Zuerst hören wir, dass etwa 80 Prozent der Wähler für Lukaschenko sind, und vor diesem Hintergrund erfahren wir bereits am Morgen des 10. August, dass jemand zusammengeschlagen oder verhaftet wurde, und dann stürzen Informationen über die ungeheuerlichen Gewaltattacken, über Schikanen und Opfer auf uns ein: Das ist wie bei schweren Prellungen des ganzen Körpers – die Gesellschaft ist traumatisiert und betäubt. Sie können sich an ein lautes Geräusch gewöhnen, doch wenn die Lautstärke dauerhaft derart hoch ist, platzt irgendwann das Trommelfell. So ist es auch mit der Psyche und mit unserem moralischen Selbstbewusstsein. Man funktioniert nach dem Prinzip des Gesellschaftsvertrags, geht zur Arbeit, bekommt seinen gerade so existenzsichernden Lohn und verdient irgendwo und irgendwie etwas zum Überleben dazu. Das Land existierte in einem Zustand des stabilen Überlebens, aber dann kommt es zu einer Katastrophe, und das Land explodiert, die Grenzen der Geduld sind erreicht.

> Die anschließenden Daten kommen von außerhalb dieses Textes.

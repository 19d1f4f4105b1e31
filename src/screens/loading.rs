//! Loading screen. Nothing is loaded from disk yet, so it hands over at once.

use bevy::prelude::*;

use super::GameState;
use crate::theme::widget;

pub(super) fn plugin(app: &mut App) {
    app.add_systems(OnEnter(GameState::Loading), spawn_loading_screen)
        .add_systems(
            Update,
            finish_loading.run_if(in_state(GameState::Loading)),
        );
}

fn spawn_loading_screen(mut commands: Commands) {
    commands.spawn((
        widget::ui_root("Loading Screen"),
        DespawnOnExit(GameState::Loading),
        children![widget::header("Loading...")],
    ));
}

fn finish_loading(mut next_state: ResMut<NextState<GameState>>) {
    next_state.set(GameState::Title);
}
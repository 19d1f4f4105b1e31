//! Debug bodies: heavy, slow test objects scattered over the board.

use rand::rngs::StdRng;
use rand::{Rng, SeedableRng};

use bevy::prelude::*;

use super::entity::{EntityKind, body_bundle, kind_stats};
use super::space::SpaceBoard;
use crate::screens::GameState;
use crate::theme::palette;

// === Constants ===

/// No body is placed closer than this to the player's spawn point.
pub const SAFE_RADIUS: f32 = 400.0;

/// Upper bound of the initial drift speed.
const MAX_DRIFT_SPEED: f32 = 60.0;

/// Rejection-sampling budget per body.
const MAX_PLACEMENT_ATTEMPTS: usize = 32;

// === Resources ===

/// How many debug bodies to scatter and from which seed.
#[derive(Resource, Debug, Clone, Copy, PartialEq, Eq, Reflect)]
#[reflect(Resource)]
pub struct DebugFieldConfig {
    pub count: usize,
    pub seed: u64,
}

impl Default for DebugFieldConfig {
    fn default() -> Self {
        Self { count: 12, seed: 42 }
    }
}

// === Components ===

/// Marker for debug body entities.
#[derive(Component, Debug, Clone, Copy, Reflect)]
#[reflect(Component)]
pub struct DebugBody;

/// Spawns one debug body. Single source of truth for the archetype.
pub fn spawn_debug_body(commands: &mut Commands, position: Vec2, velocity: Vec2) -> Entity {
    let radius = kind_stats(EntityKind::DebugBody).radius;
    commands
        .spawn((
            body_bundle(EntityKind::DebugBody, position, velocity),
            DebugBody,
            Sprite::from_color(palette::DEBUG_BODY, Vec2::splat(radius * 2.0)),
        ))
        .id()
}

/// Deterministic `(position, velocity)` pairs for the initial field.
/// Positions stay on the board and outside `SAFE_RADIUS`; a body that finds
/// no valid spot within the attempt budget is dropped.
#[must_use]
pub fn scatter_field(config: &DebugFieldConfig, board: &SpaceBoard) -> Vec<(Vec2, Vec2)> {
    let mut rng = StdRng::seed_from_u64(config.seed);
    let half = board.half_extents();
    let mut field = Vec::with_capacity(config.count);
    if half.x <= 0.0 || half.y <= 0.0 {
        return field;
    }

    for _ in 0..config.count {
        let position = (0..MAX_PLACEMENT_ATTEMPTS)
            .map(|_| {
                Vec2::new(
                    rng.random_range(-half.x..half.x),
                    rng.random_range(-half.y..half.y),
                )
            })
            .find(|p| p.length() >= SAFE_RADIUS);
        let Some(position) = position else {
            continue;
        };
        let heading = rng.random_range(0.0..std::f32::consts::TAU);
        let speed = rng.random_range(0.0..MAX_DRIFT_SPEED);
        field.push((position, Vec2::from_angle(heading) * speed));
    }
    field
}

fn spawn_debug_field(
    mut commands: Commands,
    config: Res<DebugFieldConfig>,
    board: Res<SpaceBoard>,
) {
    let field = scatter_field(&config, &board);
    for &(position, velocity) in &field {
        spawn_debug_body(&mut commands, position, velocity);
    }
    info!("scattered {} debug bodies", field.len());
}

pub(super) fn plugin(app: &mut App) {
    app.register_type::<DebugBody>()
        .register_type::<DebugFieldConfig>()
        .init_resource::<DebugFieldConfig>();

    app.add_systems(OnEnter(GameState::InGame), spawn_debug_field);
}

#[cfg(test)]
mod tests {
    use super::*;
    use pretty_assertions::assert_eq;

    #[test]
    fn scatter_is_deterministic() {
        let config = DebugFieldConfig { count: 10, seed: 3 };
        let board = SpaceBoard::default();
        assert_eq!(scatter_field(&config, &board), scatter_field(&config, &board));
    }

    #[test]
    fn different_seeds_differ() {
        let board = SpaceBoard::default();
        let a = scatter_field(&DebugFieldConfig { count: 5, seed: 1 }, &board);
        let b = scatter_field(&DebugFieldConfig { count: 5, seed: 2 }, &board);
        assert_ne!(a, b);
    }

    #[test]
    fn bodies_avoid_spawn_and_stay_on_board() {
        let config = DebugFieldConfig { count: 50, seed: 9 };
        let board = SpaceBoard::default();
        let field = scatter_field(&config, &board);
        assert_eq!(field.len(), 50);
        for (position, velocity) in field {
            assert!(board.contains(position));
            assert!(position.length() >= SAFE_RADIUS);
            assert!(velocity.length() <= MAX_DRIFT_SPEED);
        }
    }

    #[test]
    fn board_inside_safe_radius_yields_nothing() {
        let config = DebugFieldConfig { count: 5, seed: 1 };
        let board = SpaceBoard {
            size: Vec2::splat(100.0),
        };
        assert!(scatter_field(&config, &board).is_empty());
    }
}
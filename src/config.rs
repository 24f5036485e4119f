//! Service configuration.
//!
//! Read once at startup from the environment (a `.env` file is loaded first by
//! `main`). Credentials are optional: a missing key simply leaves the engine or
//! correction backend it gates unavailable.

use anyhow::{Context, Result};
use std::path::PathBuf;
use std::str::FromStr;
use std::time::Duration;

pub const DEFAULT_CORRECTION_API_URL: &str = "https://openrouter.ai/api/v1/chat/completions";
pub const DEFAULT_CORRECTION_MODEL: &str = "openai/gpt-4o-mini";

/// Resolved configuration for the whole process.
#[derive(Debug, Clone)]
pub struct ServiceConfig {
    pub bind_addr: String,
    pub max_upload_bytes: usize,
    pub tesseract: TesseractConfig,
    pub docling_url: Option<String>,
    pub mistral_api_key: Option<String>,
    pub correction: CorrectionConfig,
    pub engine_timeout: Duration,
    pub default_language: String,
    pub external_default_confidence: f64,
}

#[derive(Debug, Clone)]
pub struct TesseractConfig {
    pub command: String,
    pub pdftoppm_command: String,
    pub dpi: u32,
    /// Parent of per-request scratch directories. `None` uses the system temp dir.
    pub scratch_dir: Option<PathBuf>,
}

#[derive(Debug, Clone)]
pub struct CorrectionConfig {
    /// API key for the chat-completions endpoint. `None` disables AI correction.
    pub api_key: Option<String>,
    pub api_url: String,
    pub model: String,
    pub timeout: Duration,
}

impl ServiceConfig {
    /// Load configuration from process environment variables.
    pub fn from_env() -> Result<Self> {
        Self::from_lookup(|key| std::env::var(key).ok())
    }

    /// Build configuration from an arbitrary key lookup.
    pub fn from_lookup<F>(lookup: F) -> Result<Self>
    where
        F: Fn(&str) -> Option<String>,
    {
        let get = |key: &str| {
            lookup(key)
                .map(|v| v.trim().to_string())
                .filter(|v| !v.is_empty())
        };

        let max_upload_mb: usize = parse_or(&get, "MAX_UPLOAD_MB", 50)?;
        let correction_timeout = parse_timeout(&get, "CORRECTION_TIMEOUT_SECS", 60)?;
        let engine_timeout = parse_timeout(&get, "ENGINE_TIMEOUT_SECS", 300)?;
        let external_default_confidence: f64 =
            parse_or(&get, "EXTERNAL_DEFAULT_CONFIDENCE", 85.0)?;

        Ok(Self {
            bind_addr: get("BIND_ADDR").unwrap_or_else(|| "0.0.0.0:3000".to_string()),
            max_upload_bytes: max_upload_mb * 1024 * 1024,
            tesseract: TesseractConfig {
                command: get("TESSERACT_CMD").unwrap_or_else(|| "tesseract".to_string()),
                pdftoppm_command: get("PDFTOPPM_CMD").unwrap_or_else(|| "pdftoppm".to_string()),
                dpi: parse_or(&get, "TESSERACT_DPI", 300)?,
                scratch_dir: get("OCR_SCRATCH_DIR").map(PathBuf::from),
            },
            docling_url: get("DOCLING_URL"),
            mistral_api_key: get("MISTRAL_API_KEY"),
            correction: CorrectionConfig {
                api_key: get("OPENROUTER_API_KEY"),
                api_url: get("CORRECTION_API_URL")
                    .unwrap_or_else(|| DEFAULT_CORRECTION_API_URL.to_string()),
                model: get("CORRECTION_MODEL")
                    .unwrap_or_else(|| DEFAULT_CORRECTION_MODEL.to_string()),
                timeout: correction_timeout,
            },
            engine_timeout,
            default_language: get("DEFAULT_LANGUAGE").unwrap_or_else(|| "eng+ara".to_string()),
            external_default_confidence,
        })
    }
}

fn parse_or<T, G>(get: &G, key: &str, default: T) -> Result<T>
where
    T: FromStr,
    T::Err: std::error::Error + Send + Sync + 'static,
    G: Fn(&str) -> Option<String>,
{
    match get(key) {
        Some(raw) => raw
            .parse::<T>()
            .with_context(|| format!("Invalid value for {}: {:?}", key, raw)),
        None => Ok(default),
    }
}

fn parse_timeout<G>(get: &G, key: &str, default_secs: u64) -> Result<Duration>
where
    G: Fn(&str) -> Option<String>,
{
    let secs: u64 = parse_or(get, key, default_secs)?;
    if secs == 0 {
        anyhow::bail!("Invalid value for {}: timeout must be at least 1 second", key);
    }
    Ok(Duration::from_secs(secs))
}
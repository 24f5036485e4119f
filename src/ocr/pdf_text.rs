//! Embedded text layer of a PDF, read with lopdf.
//!
//! No recognition happens here; born-digital PDFs carry exact text, so a
//! non-empty layer is reported with full confidence.

use super::{Document, DocumentKind, OcrBackend, Recognition};
use anyhow::Result;
use lopdf::Document as PdfDocument;
use std::io::Cursor;
use tracing::debug;

pub struct PdfTextBackend;

#[async_trait::async_trait]
impl OcrBackend for PdfTextBackend {
    fn name(&self) -> &str {
        "pdf_text"
    }

    fn supports(&self, kind: DocumentKind) -> bool {
        kind == DocumentKind::Pdf
    }

    async fn recognize(&self, document: &Document, _language: &str) -> Result<Recognition> {
        let data = document.data.clone();
        let text = tokio::task::spawn_blocking(move || extract_pdf_text(&data)).await??;

        if text.trim().is_empty() {
            anyhow::bail!("PDF has no embedded text layer");
        }

        Ok(Recognition {
            text,
            confidence: 100.0,
        })
    }
}

/// Concatenate the text of every page, one page per paragraph.
fn extract_pdf_text(data: &[u8]) -> Result<String> {
    let doc = PdfDocument::load_from(Cursor::new(data))
        .map_err(|e| anyhow::anyhow!("Failed to load PDF: {}", e))?;

    let pages = doc.get_pages();
    debug!("pdf_text: {} pages", pages.len());

    let mut texts = Vec::with_capacity(pages.len());
    for (page_num, _) in pages {
        if let Ok(content) = doc.extract_text(&[page_num]) {
            let content = content.trim();
            if !content.is_empty() {
                texts.push(content.to_string());
            }
        }
    }

    Ok(texts.join("\n\n"))
}
//! Manual transcripts produced by third-party OCR tools (ABBYY FineReader,
//! Readiris, ...). Nothing is recognized; the supplied text is taken as-is.

use super::{Document, EngineResult, OcrEngine, EXTERNAL_ENGINE_ID};
use tracing::{info, warn};

pub const DEFAULT_TOOL_NAME: &str = "External OCR";

pub struct ExternalTranscript {
    name: String,
    confidence: f64,
}

impl ExternalTranscript {
    /// `confidence` is the user-declared score; out-of-range values are clamped.
    pub fn new(tool_name: Option<&str>, confidence: f64) -> Self {
        let tool = tool_name
            .map(str::trim)
            .filter(|t| !t.is_empty())
            .unwrap_or(DEFAULT_TOOL_NAME);
        Self {
            name: format!("{}:{}", EXTERNAL_ENGINE_ID, tool),
            confidence,
        }
    }
}

#[async_trait::async_trait]
impl OcrEngine for ExternalTranscript {
    fn name(&self) -> &str {
        &self.name
    }

    async fn run(&self, document: &Document, language: &str) -> EngineResult {
        let text = match String::from_utf8(document.data.clone()) {
            Ok(text) => text,
            Err(e) => {
                warn!("{}: transcript is not valid UTF-8, decoding lossily", self.name);
                String::from_utf8_lossy(e.as_bytes()).into_owned()
            }
        };
        info!("{}: accepted transcript of {} chars", self.name, text.len());
        EngineResult::success(&self.name, language, text, self.confidence)
    }
}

Dieser beispiellose Ausbruch an Empörung in der Bevölkerung ist darauf zurückzuführen, dass es zu einer rechtlichen und gleichzeitig zu einer menschlichen Katastrophe kam, dass also diese beiden Momente einander überlagerten. Einerseits haben wir es mit dem vollständigen Zusammenbruch der Rechtsstaatlichkeit im Land und mit der Aufdeckung der absoluten Illegitimität der Macht zu tun. Andererseits sind wir mit der katastrophalen, empörenden Verletzung der Menschenrechte konfrontiert, mit der Missachtung des menschlichen Lebens, der menschlichen Würde und der menschlichen Freiheit. Die gemeinsame Empörung angesichts der dreisten Gesetzesverstöße und der unmenschlichen Brutalität hat die Menschen zusammengebracht. Unser Protest beruht also auf einem Gerechtigkeitsempfinden und auf menschlichem Mitgefühl. Deshalb hat unser Kampf gegen das Regime nicht nur einen politischen, sondern zudem einen klar artikulierten moralischen und ethischen Charakter. Wir sagen, dass wir empört sind, und das bedeutet, dass wir von den Menschenrechten (von Gerechtigkeit, vom Wert des menschlichen Lebens, von der Achtung der Menschenwürde und der menschlichen Freiheit) ausgehen und diese als Grundprinzipien für das Leben in unserer Gesellschaft etablieren wollen. Dies ist die moralische Grundlage des Protests, die wir alle miteinander teilen, dies ist die Grundlage der politischen Einheit.